Les faits. C’est le premier mot de ce livre soucieux de restituer une réalité encore proche puisque écrit récemment, à peine quatorze mois après le crime. "Ce samedi-là il a fait beau". C’est tout ce que l’on sait de concret. Une femme de 79 ans, vivant seule, a été brutalisée à mort dans son pavillon de banlieue. Elle était en parfaite santé, cultivée, soignée, méfiante. Elle confectionnait des sachets de lavande au moment où son assaillant l’a surprise. Personne n’a rien vu ni entendu. Les souvenirs sont vagues. On la connaissait peu. Les rumeurs se mêlent aux supputations et, bientôt, à la peur : trop de dealers dans le coin, trop peu d’impunité… C’est son fils aîné qui l’a découverte, inquiet de ne pas l’avoir vue à l’office évangélique où ils avaient l’habitude de se retrouver.
Pas de marche blanche pour les retraitées
En réalité, personne ne sait quoi que ce soit. Ou si peu. La police tarde à remettre son rapport. Ce qu’elle n’a toujours pas fait au moment où Irène Frain entreprend d’écrire. Pour comprendre. Parce que c’est sa sœur. Pour livrer sa colère et ses révoltes.
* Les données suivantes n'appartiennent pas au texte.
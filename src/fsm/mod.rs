//! Function-pointer fan speed state machine.
//!
//! ```text
//! ┌─────────────────────────────────────────────────┐
//! │  SpeedTable                                     │
//! │  ┌─────────┬────────┬──────────────────────────┐│
//! │  │ speed   │ name   │ on_update                ││
//! │  ├─────────┼────────┼──────────────────────────┤│
//! │  │ Off     │ "Off"  │ fn(ctx) -> Option<Dec>   ││
//! │  │ Low     │ "Low"  │ fn(ctx) -> Option<Dec>   ││
//! │  │ Med     │ "Med"  │ fn(ctx) -> Option<Dec>   ││
//! │  │ High    │ "High" │ fn(ctx) -> Option<Dec>   ││
//! │  │ Turbo   │ "Turbo"│ fn(ctx) -> Option<Dec>   ││
//! │  └─────────┴────────┴──────────────────────────┘│
//! └─────────────────────────────────────────────────┘
//! ```
//!
//! Each control cycle the service asks the **current** row's `on_update`
//! for a [`SpeedDecision`].  Decisions from every source (this table, the
//! cooldown sub-machine, the alarm detector, manual input) go through the
//! single entry point [`Fsm::apply`], which is the only place the level
//! and its timestamps change.

pub mod context;
pub mod cooldown;
pub mod states;

use core::fmt;

use context::ControlContext;
use log::info;

// ---------------------------------------------------------------------------
// Speed identity
// ---------------------------------------------------------------------------

/// Fan speed level.  Must stay in sync with [`states::build_speed_table`].
#[derive(Debug, Clone, Copy, PartialEq, Eq, PartialOrd, Ord, Hash, Default)]
#[repr(u8)]
pub enum FanSpeed {
    #[default]
    Off = 0,
    Low = 1,
    Med = 2,
    High = 3,
    Turbo = 4,
}

impl FanSpeed {
    pub const COUNT: usize = 5;

    /// Convert a table index back to `FanSpeed`.  Out-of-range indices
    /// assert in debug builds and fall back to `Off`.
    pub fn from_index(idx: usize) -> Self {
        match idx {
            0 => Self::Off,
            1 => Self::Low,
            2 => Self::Med,
            3 => Self::High,
            4 => Self::Turbo,
            _ => {
                debug_assert!(false, "invalid speed index: {idx}");
                Self::Off
            }
        }
    }

    /// Clamp an arbitrary level into `0..=4`.
    pub fn from_level(level: u8) -> Self {
        Self::from_index(usize::from(level.min(4)))
    }

    pub fn level(self) -> u8 {
        self as u8
    }

    pub fn is_on(self) -> bool {
        self != Self::Off
    }

    pub fn label(self) -> &'static str {
        match self {
            Self::Off => "Off",
            Self::Low => "Low",
            Self::Med => "Med",
            Self::High => "High",
            Self::Turbo => "Turbo",
        }
    }
}

impl fmt::Display for FanSpeed {
    fn fmt(&self, f: &mut fmt::Formatter<'_>) -> fmt::Result {
        f.write_str(self.label())
    }
}

// ---------------------------------------------------------------------------
// Decisions
// ---------------------------------------------------------------------------

/// Why a speed change was requested.
#[derive(Debug, Clone, Copy, PartialEq, Eq)]
pub enum Reason {
    OnTempSlope,
    OnRhSlope,
    OnTempDiff,
    OnRhDiff,
    UpLowToMed,
    UpMedToHigh,
    DownHighToMed,
    DownMedToLow,
    CooldownHeavy,
    CooldownLight,
    CooldownDropLow,
    CooldownExit,
    CooldownEarly,
    CooldownHardCap,
    AlarmForgottenBoil,
    AlarmBurningSauce,
    AlarmCleared,
    ManualSlider,
    ManualStop,
}

impl Reason {
    pub fn as_str(self) -> &'static str {
        match self {
            Self::OnTempSlope => "on_temp_slope",
            Self::OnRhSlope => "on_rh_slope",
            Self::OnTempDiff => "on_temp_diff_and_slope",
            Self::OnRhDiff => "on_rh_diff_and_slope",
            Self::UpLowToMed => "up_1_to_2",
            Self::UpMedToHigh => "up_2_to_3",
            Self::DownHighToMed => "down_3_to_2",
            Self::DownMedToLow => "down_2_to_1",
            Self::CooldownHeavy => "cooldown_heavy",
            Self::CooldownLight => "cooldown_light",
            Self::CooldownDropLow => "cooldown_drop_low",
            Self::CooldownExit => "cooldown_exit",
            Self::CooldownEarly => "cooldown_early",
            Self::CooldownHardCap => "cooldown_hardcap",
            Self::AlarmForgottenBoil => "alarm_forgotten_boil",
            Self::AlarmBurningSauce => "alarm_burning_sauce",
            Self::AlarmCleared => "alarm_cleared",
            Self::ManualSlider => "manual_slider",
            Self::ManualStop => "manual_stop",
        }
    }

    pub fn is_manual(self) -> bool {
        matches!(self, Self::ManualSlider | Self::ManualStop)
    }
}

impl fmt::Display for Reason {
    fn fmt(&self, f: &mut fmt::Formatter<'_>) -> fmt::Result {
        f.write_str(self.as_str())
    }
}

/// A requested speed, with the trigger and the signal value behind it.
#[derive(Debug, Clone, Copy, PartialEq)]
pub struct SpeedDecision {
    pub target: FanSpeed,
    pub reason: Reason,
    pub value: Option<f32>,
}

impl SpeedDecision {
    pub fn new(target: FanSpeed, reason: Reason) -> Self {
        Self {
            target,
            reason,
            value: None,
        }
    }

    pub fn with_value(target: FanSpeed, reason: Reason, value: f32) -> Self {
        Self {
            target,
            reason,
            value: Some(value),
        }
    }
}

/// An applied transition, handed to the actuation layer.
#[derive(Debug, Clone, Copy, PartialEq)]
pub struct SpeedChange {
    pub from: FanSpeed,
    pub to: FanSpeed,
    pub reason: Reason,
}

// ---------------------------------------------------------------------------
// Speed record
// ---------------------------------------------------------------------------

#[derive(Debug, Clone, Copy, PartialEq, Eq, Default)]
pub struct SpeedState {
    pub level: FanSpeed,
    /// Time of the last applied change.
    pub last_change_ms: Option<u64>,
    /// Time of the last `Off → on` transition.
    pub last_on_ms: Option<u64>,
}

impl SpeedState {
    /// Whole seconds since the last change; `None` if never changed.
    pub fn secs_since_change(&self, now_ms: u64) -> Option<u64> {
        self.last_change_ms
            .map(|t| now_ms.saturating_sub(t) / 1000)
    }

    /// Whole seconds since the fan last switched on.
    pub fn secs_since_on(&self, now_ms: u64) -> Option<u64> {
        self.last_on_ms.map(|t| now_ms.saturating_sub(t) / 1000)
    }

    /// `true` once the level has been held for at least `dwell_s`.
    pub fn held_for(&self, now_ms: u64, dwell_s: u64) -> bool {
        self.last_change_ms
            .is_none_or(|t| now_ms.saturating_sub(t) >= dwell_s.saturating_mul(1000))
    }
}

// ---------------------------------------------------------------------------
// Table types
// ---------------------------------------------------------------------------

/// Per-cycle update handler.  Returns a decision, or `None` to hold.
pub type SpeedUpdateFn = fn(&ControlContext<'_>) -> Option<SpeedDecision>;

/// Static descriptor for a single speed row.
pub struct SpeedDescriptor {
    pub speed: FanSpeed,
    pub name: &'static str,
    pub on_update: SpeedUpdateFn,
}

// ---------------------------------------------------------------------------
// FSM engine
// ---------------------------------------------------------------------------

pub struct Fsm {
    /// Fixed-size table indexed by `FanSpeed as usize`.
    table: [SpeedDescriptor; FanSpeed::COUNT],
    state: SpeedState,
    transitions: u32,
}

impl Fsm {
    pub fn new(table: [SpeedDescriptor; FanSpeed::COUNT]) -> Self {
        Self {
            table,
            state: SpeedState::default(),
            transitions: 0,
        }
    }

    /// Ask the current row for a decision.  Pure: nothing changes until
    /// the caller passes the decision to [`Fsm::apply`].
    pub fn tick(&self, ctx: &ControlContext<'_>) -> Option<SpeedDecision> {
        (self.table[self.state.level as usize].on_update)(ctx)
    }

    /// Single speed-change entry point.
    ///
    /// A target equal to the current level is a no-op.  Every applied
    /// change stamps `last_change_ms`; an `Off → on` change also stamps
    /// `last_on_ms`.
    pub fn apply(&mut self, decision: SpeedDecision, now_ms: u64) -> Option<SpeedChange> {
        let from = self.state.level;
        let to = decision.target;
        if to == from {
            return None;
        }

        match decision.value {
            Some(v) => info!(
                "[SPEED] {} -> {} ({} {:.2})",
                self.table[from as usize].name,
                self.table[to as usize].name,
                decision.reason,
                v
            ),
            None => info!(
                "[SPEED] {} -> {} ({})",
                self.table[from as usize].name,
                self.table[to as usize].name,
                decision.reason
            ),
        }

        self.state.level = to;
        self.state.last_change_ms = Some(now_ms);
        if !from.is_on() && to.is_on() {
            self.state.last_on_ms = Some(now_ms);
        }
        self.transitions = self.transitions.wrapping_add(1);

        Some(SpeedChange {
            from,
            to,
            reason: decision.reason,
        })
    }

    /// `true` while automatic transitions are blocked after a change.
    pub fn in_lockout(&self, now_ms: u64, lockout_s: u64) -> bool {
        !self.state.held_for(now_ms, lockout_s)
    }

    pub fn speed(&self) -> FanSpeed {
        self.state.level
    }

    pub fn state(&self) -> &SpeedState {
        &self.state
    }

    pub fn transitions(&self) -> u32 {
        self.transitions
    }
}
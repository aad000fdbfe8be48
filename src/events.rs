//! Main-loop input channel.
//!
//! Manual selections arrive from outside the control task (a console
//! thread on the host, the slider's status handler on a device).  They are
//! queued in a static bounded channel and consumed by the input task, which
//! hands them to the service as [`AppCommand`]s.
//!
//! ```text
//! ┌─────────────┐  push_input  ┌──────────────┐  recv_input  ┌──────────────┐
//! │ stdin / UI  │─────────────▶│ INPUT_CHANNEL│─────────────▶│  input task  │
//! └─────────────┘              └──────────────┘              └──────────────┘
//! ```

use embassy_sync::blocking_mutex::raw::CriticalSectionRawMutex;
use embassy_sync::channel::Channel;

use crate::app::commands::AppCommand;

/// Maximum number of pending inputs.
const INPUT_DEPTH: usize = 8;

#[derive(Debug, Clone, PartialEq)]
pub enum Input {
    Command(AppCommand),
    /// Stop the control tasks.
    Quit,
}

pub static INPUT_CHANNEL: Channel<CriticalSectionRawMutex, Input, INPUT_DEPTH> = Channel::new();

/// Queue an input.  Returns `false` if the channel is full (input dropped).
pub fn push_input(input: Input) -> bool {
    INPUT_CHANNEL.try_send(input).is_ok()
}

/// Wait for the next input.
pub async fn recv_input() -> Input {
    INPUT_CHANNEL.receive().await
}

/// Non-blocking receive.
pub fn try_recv_input() -> Option<Input> {
    INPUT_CHANNEL.try_receive().ok()
}

/// Parse one console line: a speed `0`–`4` or `q` to quit.
pub fn parse_line(line: &str) -> Option<Input> {
    let line = line.trim();
    if line.eq_ignore_ascii_case("q") || line.eq_ignore_ascii_case("quit") {
        return Some(Input::Quit);
    }
    line.parse::<u8>()
        .ok()
        .map(|level| Input::Command(AppCommand::SelectSpeed(level)))
}
//! Wall-clock adapters.
//!
//! The controller works in Unix-epoch milliseconds so that persisted
//! timestamps stay meaningful across restarts.
//!
//! - [`SystemClock`] reads the host clock.
//! - [`ScaledClock`] runs a virtual clock `speedup` times faster than real
//!   time, for the simulation binary.

use std::time::{Instant, SystemTime, UNIX_EPOCH};

/// Source of "now" for the control tasks.
pub trait Clock {
    fn now_ms(&self) -> u64;
}

#[derive(Debug, Default, Clone, Copy)]
pub struct SystemClock;

impl Clock for SystemClock {
    fn now_ms(&self) -> u64 {
        // A clock set before 1970 reads as the epoch.
        SystemTime::now()
            .duration_since(UNIX_EPOCH)
            .map_or(0, |d| d.as_millis() as u64)
    }
}

#[derive(Debug, Clone, Copy)]
pub struct ScaledClock {
    origin_ms: u64,
    started: Instant,
    speedup: u32,
}

impl ScaledClock {
    pub fn new(origin_ms: u64, speedup: u32) -> Self {
        Self {
            origin_ms,
            started: Instant::now(),
            speedup: speedup.max(1),
        }
    }

    pub fn speedup(&self) -> u32 {
        self.speedup
    }
}

impl Clock for ScaledClock {
    fn now_ms(&self) -> u64 {
        let real_ms = self.started.elapsed().as_millis() as u64;
        self.origin_ms
            .saturating_add(real_ms.saturating_mul(u64::from(self.speedup)))
    }
}
impl Default for LowExitThresholds {
    fn default() -> Self {
        Self {
            temp_diff_max_c: 2.2,
            rh_diff_max_pct: 4.0,
            early_sec: 180,
            early_temp_slope_max_c_pm: -0.5,
            early_rh_abs_slope_max_pct_pm: 0.5,
        }
    }
}

// ---------------------------------------------------------------------------
// Safety alarms
// ---------------------------------------------------------------------------

#[derive(Debug, Clone, PartialEq, Serialize, Deserialize)]
#[serde(default)]
pub struct AlarmConfig {
    pub forgotten_boil: ForgottenBoilThresholds,
    pub burning_sauce: BurningSauceThresholds,
    pub clear: AlarmClearThresholds,
    pub arm_after_s: u64,
    pub rearm_delay_s: u64,
}

impl Default for AlarmConfig {
    fn default() -> Self {
        Self {
            forgotten_boil: ForgottenBoilThresholds::default(),
            burning_sauce: BurningSauceThresholds::default(),
            clear: AlarmClearThresholds::default(),
            arm_after_s: 120,
            rearm_delay_s: 600,
        }
    }
}

#[derive(Debug, Clone, PartialEq, Serialize, Deserialize)]
#[serde(default)]
pub struct ForgottenBoilThresholds {
    #[serde(rename = "temp_diff_C")]
    pub temp_diff_c: f32,
    #[serde(rename = "temp_slope_long_Cpm")]
    pub temp_slope_long_c_pm: f32,
    #[serde(rename = "rh_slope_long_max_PCTpm")]
    pub rh_slope_long_max_pct_pm: f32,
}

impl Default for ForgottenBoilThresholds {
    fn default() -> Self {
        Self {
            temp_diff_c: 8.0,
            temp_slope_long_c_pm: 0.5,
            rh_slope_long_max_pct_pm: -0.3,
        }
    }
}

#[derive(Debug, Clone, PartialEq, Serialize, Deserialize)]
#[serde(default)]
pub struct BurningSauceThresholds {
    #[serde(rename = "temp_diff_C")]
    pub temp_diff_c: f32,
    #[serde(rename = "rh_diff_max_PCT")]
    pub rh_diff_max_pct: f32,
    #[serde(rename = "temp_slope_long_Cpm")]
    pub temp_slope_long_c_pm: f32,
}

impl Default for BurningSauceThresholds {
    fn default() -> Self {
        Self {
            temp_diff_c: 12.0,
            rh_diff_max_pct: 1.5,
            temp_slope_long_c_pm: 0.25,
        }
    }
}

#[derive(Debug, Clone, PartialEq, Serialize, Deserialize)]
#[serde(default)]
pub struct AlarmClearThresholds {
    /// Long-window temperature slope at or below which the hood is cooling.
    #[serde(rename = "cooling_temp_slope_long_max_Cpm")]
    pub cooling_temp_slope_long_max_c_pm: f32,
    /// Humidity differential at or below which humidity has recovered.
    #[serde(rename = "rh_recover_diff_max_PCT")]
    pub rh_recover_diff_max_pct: f32,
}

impl Default for AlarmClearThresholds {
    fn default() -> Self {
        Self {
            cooling_temp_slope_long_max_c_pm: -0.1,
            rh_recover_diff_max_pct: 0.5,
        }
    }
}

// ---------------------------------------------------------------------------
// Persistence & dashboard
// ---------------------------------------------------------------------------

#[derive(Debug, Clone, PartialEq, Serialize, Deserialize)]
#[serde(default)]
pub struct PersistenceConfig {
    /// A stored override older than this is discarded at startup.
    pub max_restore_age_s: u64,
}

impl Default for PersistenceConfig {
    fn default() -> Self {
        Self {
            max_restore_age_s: 3600,
        }
    }
}

#[derive(Debug, Clone, PartialEq, Serialize, Deserialize)]
#[serde(default)]
pub struct DashboardConfig {
    pub heating_window_s: u64,
    #[serde(rename = "heating_slope_Cpm")]
    pub heating_slope_c_pm: f32,
    /// Number of completed polls between state summary log lines.
    pub summary_every_polls: u32,
}

impl Default for DashboardConfig {
    fn default() -> Self {
        Self {
            heating_window_s: 60,
            heating_slope_c_pm: 0.5,
            summary_every_polls: 2,
        }
    }
}

// ---------------------------------------------------------------------------
// Validation
// ---------------------------------------------------------------------------

impl HoodConfig {
    /// Range-check the configuration.
    ///
    /// Rejects values that would make the controller oscillate or never
    /// react, rather than silently clamping them.
    pub fn validate(&self) -> Result<(), ConfigError> {
        let t = &self.timing;
        if !(t.ema_alpha > 0.0 && t.ema_alpha <= 1.0) {
            return Err(ConfigError::ValidationFailed(
                "timing.ema_alpha must be in (0, 1]",
            ));
        }
        if !(5..=600).contains(&t.win.sample_s) {
            return Err(ConfigError::ValidationFailed(
                "timing.win.sample_s must be 5–600",
            ));
        }
        if t.win.short_s == 0 || t.win.long_s < t.win.short_s {
            return Err(ConfigError::ValidationFailed(
                "timing.win.long_s must be >= short_s > 0",
            ));
        }
        if t.poll_stuck_s <= t.win.sample_s / 2 {
            return Err(ConfigError::ValidationFailed(
                "timing.poll_stuck_s must exceed half the sample period",
            ));
        }
        if !(1..=4).contains(&self.speeds.start_on) {
            return Err(ConfigError::ValidationFailed("speeds.start_on must be 1–4"));
        }
        if self.manual.timeout_min <= 0.0 {
            return Err(ConfigError::ValidationFailed(
                "manual.timeout_min must be positive",
            ));
        }
        let th = &self.thresholds;
        if th.on_low.temp_slope_c_pm <= th.heat_signal_slope_c_pm {
            return Err(ConfigError::ValidationFailed(
                "on_low.temp_slope_Cpm must exceed heat_signal_slope_Cpm",
            ));
        }
        if th.down.from3.temp_diff_max_c >= th.up_2_to_3.temp_diff_c {
            return Err(ConfigError::ValidationFailed(
                "down.from3.temp_diff_max_C must be < up_2_to_3.temp_diff_C",
            ));
        }
        let hard_cap_s = th.cooldown.hard_cap_min.checked_mul(60);
        if th.cooldown.hard_cap_min == 0
            || hard_cap_s.is_none_or(|cap_s| cap_s <= th.cooldown.med_hold_s)
        {
            return Err(ConfigError::ValidationFailed(
                "cooldown.hard_cap_min must outlast cooldown.med_hold_s",
            ));
        }
        if th.cooldown.override_trigger.temp_slope_c_pm <= 0.0
            || th.cooldown.override_trigger.rh_slope_pct_pm <= 0.0
        {
            return Err(ConfigError::ValidationFailed(
                "cooldown.override_trigger slopes must be positive",
            ));
        }
        let a = &self.alarm;
        if a.burning_sauce.temp_diff_c <= th.on_low.temp_diff_c
            || a.forgotten_boil.temp_diff_c <= th.on_low.temp_diff_c
        {
            return Err(ConfigError::ValidationFailed(
                "alarm temp_diff_C thresholds must exceed on_low.temp_diff_C",
            ));
        }
        if a.rearm_delay_s < th.lockout_s {
            return Err(ConfigError::ValidationFailed(
                "alarm.rearm_delay_s must be >= thresholds.lockout_s",
            ));
        }
        if self.persistence.max_restore_age_s == 0 {
            return Err(ConfigError::ValidationFailed(
                "persistence.max_restore_age_s must be positive",
            ));
        }
        Ok(())
    }
}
Obstinée à éviter que cette tragédie tombe dans l’oubli, elle dit ses manques, ses blessures d’enfance (qui ont fait l’objet de livres précédents), ses sentiments, ses refus, les liens privilégiés qu’elle a eus avec sa sœur si brillante et protectrice avant qu’un jour elle ne s’isole. Elle s’adonne surtout à une critique cinglante de ceux qui sont restés muets face à ses interrogations. La police qui promet. La justice qui tergiverse. La presse qui ne se bouscule pas. La famille qui se défile. Ayant engagé un avocat, écrit au procureur, elle éprouve que le meurtre d’une retraitée ne provoque pas de marche blanche : "Seuls les enfants ont ce pouvoir et les femmes si elles sont jeunes, belles ou riches".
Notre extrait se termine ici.